St Andrews University awarded him an honorary doctorate (DD) in 1870. In 1876 he was made the official Chaplain to the Royal Scottish Academy. In 1886 he was elected a fellow of the Royal Society of Edinburgh. His proposers were Robert Flint, James Sanderson, Peter Guthrie Tait and Alexander Buchan. In 1892 he was appointed Honorary Chaplain (Pontifex Maximus) of the Harveian Society of Edinburgh.

In 1890 he was living at 11 Cumin Place in the Grange district of south Edinburgh.

He travelled widely, with trips to China, Canada with the Marquis of Lome to inspect the progress of the Canadian Pacific Railway. In 1889 he represented Scotland in Australia's jubilee celebration of the Presbyterian Church.

He died at home 3 Eton Terrace in the Learmonth district of Edinburgh on 25 November 1910. He is buried with his first wife and children in Grange Cemetery on the south side of the city. The grave stands on the extreme south-east corner of the south-east section.

==Recognition==
The town of MacGregor, Manitoba, was named after him during his Canadian visit.

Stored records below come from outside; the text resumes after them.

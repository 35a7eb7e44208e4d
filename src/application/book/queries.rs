use crate::domain::{Book, BookId, ReadingStatus, value_objects::parse_leading_int};
use rand::seq::SliceRandom;
use serde::{Deserialize, Serialize};
use std::cmp::Ordering;
use unicode_normalization::{UnicodeNormalization, char::is_combining_mark};

use super::book_service::{ServiceDependencies, load_book};
use super::errors::{BookApplicationError, Result};

/// 並べ替えのキー
#[derive(Debug, Clone, Copy, PartialEq, Eq)]
pub enum SortKey {
    Title,
    Author,
}

impl SortKey {
    /// `title` / `author` 以外は`None`（並び順を変えない）
    pub fn parse(raw: &str) -> Option<Self> {
        match raw {
            "title" => Some(SortKey::Title),
            "author" => Some(SortKey::Author),
            _ => None,
        }
    }

    fn field<'a>(&self, book: &'a Book) -> &'a str {
        match self {
            SortKey::Title => &book.title,
            SortKey::Author => &book.author,
        }
    }
}

/// 一覧取得の条件
///
/// 処理順：お気に入り → ステータス → 並べ替え → ページング。
#[derive(Debug, Clone, Default, PartialEq, Eq)]
pub struct ListCriteria {
    /// お気に入りのみに絞り込む
    pub favorites_only: bool,
    /// ステータスで絞り込む（大文字小文字を区別しない）
    pub status: Option<String>,
    pub sort_by: Option<SortKey>,
    /// ページ番号（1始まり、未指定は1）
    pub page: Option<usize>,
    /// 1ページの件数（未指定は絞り込み後の全件）
    pub limit: Option<usize>,
}

/// 一覧取得の結果
#[derive(Debug, Clone, PartialEq, Eq)]
pub struct BookPage {
    /// ページング前の件数
    pub total: usize,
    pub page: usize,
    pub limit: usize,
    pub data: Vec<Book>,
}

/// コレクションの集計
#[derive(Debug, Clone, Copy, Default, PartialEq, Eq, Serialize, Deserialize)]
pub struct BookStats {
    pub total: usize,
    pub favorites: usize,
    pub completed: usize,
    pub reading: usize,
    pub unread: usize,
}

/// 正の整数として読めればその値を返す
///
/// 先頭の整数部分だけを解釈する。数値でない、0、負の値は`None`。
pub fn parse_positive(raw: Option<&str>) -> Option<usize> {
    raw.and_then(parse_leading_int)
        .filter(|v| *v > 0)
        .and_then(|v| usize::try_from(v).ok())
}

/// 正の整数として読めればその値、そうでなければ既定値を返す（エラーにはならない）
pub fn parse_positive_or(raw: Option<&str>, default: usize) -> usize {
    parse_positive(raw).unwrap_or(default)
}

/// 一次比較のキー：分解した結合文字（アクセント）を除き小文字化したもの
fn base_letters(s: &str) -> String {
    s.nfd()
        .filter(|c| !is_combining_mark(*c))
        .flat_map(char::to_lowercase)
        .collect()
}

/// ロケール風の文字列比較
///
/// 1. アクセントと大文字小文字を無視した順序（"Émile" < "Zola"）
/// 2. アクセントなしを先に（"e" < "é"）
/// 3. 小文字を先に
fn locale_compare(a: &str, b: &str) -> Ordering {
    base_letters(a)
        .cmp(&base_letters(b))
        .then_with(|| a.to_lowercase().cmp(&b.to_lowercase()))
        .then_with(|| b.cmp(a))
}

/// 絞り込み・並べ替え・ページングを適用する（純粋関数）
pub fn apply_criteria(books: Vec<Book>, criteria: &ListCriteria) -> BookPage {
    let status = criteria.status.as_deref().map(str::to_lowercase);

    let mut filtered: Vec<Book> = books
        .into_iter()
        .filter(|b| !criteria.favorites_only || b.is_favorite)
        .filter(|b| status.as_deref().is_none_or(|s| b.status == s))
        .collect();

    if let Some(key) = criteria.sort_by {
        // 安定ソート：同順位は挿入順を保つ
        filtered.sort_by(|a, b| locale_compare(key.field(a), key.field(b)));
    }

    let total = filtered.len();
    let page = criteria.page.unwrap_or(1);
    let limit = criteria.limit.unwrap_or(total);

    let start = page.saturating_sub(1).saturating_mul(limit);
    let data = filtered.into_iter().skip(start).take(limit).collect();

    BookPage {
        total,
        page,
        limit,
        data,
    }
}

async fn all_books(deps: &ServiceDependencies) -> Result<Vec<Book>> {
    deps.book_repository
        .list()
        .await
        .map_err(BookApplicationError::RepositoryError)
}

/// 書籍一覧を取得する
pub async fn list_books(deps: &ServiceDependencies, criteria: &ListCriteria) -> Result<BookPage> {
    let books = all_books(deps).await?;
    Ok(apply_criteria(books, criteria))
}

/// IDで書籍を取得する
pub async fn get_book(deps: &ServiceDependencies, book_id: BookId) -> Result<Book> {
    load_book(deps, book_id).await
}

/// タイトルまたは著者の部分一致で検索する（大文字小文字を区別しない）
///
/// 検索語が空の場合は`QueryRequired`。ページングはしない。
pub async fn search_books(deps: &ServiceDependencies, query: Option<&str>) -> Result<Vec<Book>> {
    let needle = match query {
        Some(q) if !q.is_empty() => q.to_lowercase(),
        _ => return Err(BookApplicationError::QueryRequired),
    };

    let books = all_books(deps).await?;
    Ok(books
        .into_iter()
        .filter(|b| {
            b.title.to_lowercase().contains(&needle) || b.author.to_lowercase().contains(&needle)
        })
        .collect())
}

/// 全書籍から一様ランダムに1冊選ぶ
pub async fn recommend_book(deps: &ServiceDependencies) -> Result<Book> {
    let books = all_books(deps).await?;
    books
        .choose(&mut rand::thread_rng())
        .cloned()
        .ok_or(BookApplicationError::NoBooksAvailable)
}

/// 総数・お気に入り数・ステータス別件数を集計する
pub async fn stats(deps: &ServiceDependencies) -> Result<BookStats> {
    let books = all_books(deps).await?;
    Ok(books.iter().fold(
        BookStats {
            total: books.len(),
            ..Default::default()
        },
        |mut acc, b| {
            if b.is_favorite {
                acc.favorites += 1;
            }
            if b.has_status(ReadingStatus::Completed) {
                acc.completed += 1;
            } else if b.has_status(ReadingStatus::Reading) {
                acc.reading += 1;
            } else if b.has_status(ReadingStatus::Unread) {
                acc.unread += 1;
            }
            acc
        },
    ))
}

#[cfg(test)]
mod tests {
    use super::*;
    use chrono::Utc;

    fn book(id: u64, title: &str, author: &str, favorite: bool, status: &str) -> Book {
        Book {
            id: BookId::new(id),
            title: title.to_string(),
            author: author.to_string(),
            created_at: Utc::now(),
            is_favorite: favorite,
            status: status.to_string(),
        }
    }

    fn library() -> Vec<Book> {
        vec![
            book(1, "1984", "George Orwell", false, "unread"),
            book(2, "The Alchemist", "Paulo Coelho", true, "completed"),
            book(3, "dune", "Frank Herbert", true, "reading"),
            book(4, "Animal Farm", "George Orwell", true, "completed"),
        ]
    }

    fn ids(page: &BookPage) -> Vec<u64> {
        page.data.iter().map(|b| b.id.value()).collect()
    }

    #[test]
    fn test_parse_positive_or() {
        assert_eq!(parse_positive_or(Some("3"), 1), 3);
        assert_eq!(parse_positive_or(Some("2x"), 1), 2);
        assert_eq!(parse_positive_or(Some("abc"), 1), 1);
        assert_eq!(parse_positive_or(Some("0"), 7), 7);
        assert_eq!(parse_positive_or(Some("-4"), 7), 7);
        assert_eq!(parse_positive_or(None, 5), 5);
        assert_eq!(parse_positive(Some("0")), None);
    }

    #[test]
    fn test_no_criteria_returns_everything_in_insertion_order() {
        let page = apply_criteria(library(), &ListCriteria::default());
        assert_eq!(page.total, 4);
        assert_eq!(page.page, 1);
        assert_eq!(page.limit, 4);
        assert_eq!(ids(&page), vec![1, 2, 3, 4]);
    }

    #[test]
    fn test_favorites_and_status_filters_combine() {
        let criteria = ListCriteria {
            favorites_only: true,
            status: Some("COMPLETED".to_string()),
            ..Default::default()
        };
        let page = apply_criteria(library(), &criteria);
        assert_eq!(ids(&page), vec![2, 4]);
        assert!(page.data.iter().all(|b| b.is_favorite && b.status == "completed"));
    }

    #[test]
    fn test_sort_by_title_is_case_insensitive() {
        let criteria = ListCriteria {
            sort_by: Some(SortKey::Title),
            ..Default::default()
        };
        let page = apply_criteria(library(), &criteria);
        let titles: Vec<&str> = page.data.iter().map(|b| b.title.as_str()).collect();
        assert_eq!(titles, vec!["1984", "Animal Farm", "dune", "The Alchemist"]);
    }

    #[test]
    fn test_sort_by_author_keeps_ties_in_insertion_order() {
        let criteria = ListCriteria {
            sort_by: Some(SortKey::Author),
            ..Default::default()
        };
        let page = apply_criteria(library(), &criteria);
        assert_eq!(ids(&page), vec![3, 1, 4, 2]);
    }

    #[test]
    fn test_sort_by_title_ignores_accents() {
        let books = vec![
            book(1, "Zola", "Émile Zola", false, "unread"),
            book(2, "Émile", "Jean-Jacques Rousseau", false, "unread"),
            book(3, "eclair", "Anon", false, "unread"),
            book(4, "Ecole", "Anon", false, "unread"),
            book(5, "émile", "Anon", false, "unread"),
            book(6, "emile", "Anon", false, "unread"),
        ];
        let criteria = ListCriteria {
            sort_by: Some(SortKey::Title),
            ..Default::default()
        };
        let page = apply_criteria(books, &criteria);
        let titles: Vec<&str> = page.data.iter().map(|b| b.title.as_str()).collect();
        assert_eq!(titles, vec!["eclair", "Ecole", "emile", "émile", "Émile", "Zola"]);
    }

    #[test]
    fn test_locale_compare_orders_accent_before_case() {
        assert_eq!(locale_compare("Émile", "Zola"), Ordering::Less);
        assert_eq!(locale_compare("resume", "résumé"), Ordering::Less);
        assert_eq!(locale_compare("a", "A"), Ordering::Less);
        assert_eq!(locale_compare("Orwell", "Orwell"), Ordering::Equal);
    }

    #[test]
    fn test_unknown_sort_key_is_ignored() {
        assert_eq!(SortKey::parse("createdAt"), None);
        assert_eq!(SortKey::parse("author"), Some(SortKey::Author));
    }

    #[test]
    fn test_pagination_second_page() {
        let criteria = ListCriteria {
            favorites_only: true,
            status: Some("completed".to_string()),
            page: Some(2),
            limit: Some(1),
            ..Default::default()
        };
        let page = apply_criteria(library(), &criteria);
        assert_eq!(page.total, 2);
        assert_eq!(page.page, 2);
        assert_eq!(page.limit, 1);
        assert_eq!(ids(&page), vec![4]);
    }

    #[test]
    fn test_pagination_past_end_is_empty() {
        let criteria = ListCriteria {
            page: Some(10),
            limit: Some(3),
            ..Default::default()
        };
        let page = apply_criteria(library(), &criteria);
        assert_eq!(page.total, 4);
        assert!(page.data.is_empty());
    }

    #[test]
    fn test_empty_collection_has_zero_limit() {
        let page = apply_criteria(Vec::new(), &ListCriteria::default());
        assert_eq!(page.total, 0);
        assert_eq!(page.limit, 0);
        assert!(page.data.is_empty());
    }
}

He was painted by both Otto Leyde and George Reid RSA. John Bowie ARSA painted him as part of a group entitled “The Queen’s Chaplains”.

==Family==
He married twice.

In August 1864, he married Helen King Robertson (1842–1875), daughter of David Robertson, a Glasgow publisher. Their two daughters died in infancy. In September 1892 he married Helen Murray, daughter of Charles Murray of Perth. Helen died in 1930 and was buried with James in Grange Cemetery.

==Publications==

- The Sabbath Question (1866)
- Memoirs of the late Rev Henry M. Douglas (1867)
- The Epistle of Paul to the Churches of Galatia (1881)
- Old Scottish Communion Plate (1892)
- Studies in the History of Christian Apologetics (1892)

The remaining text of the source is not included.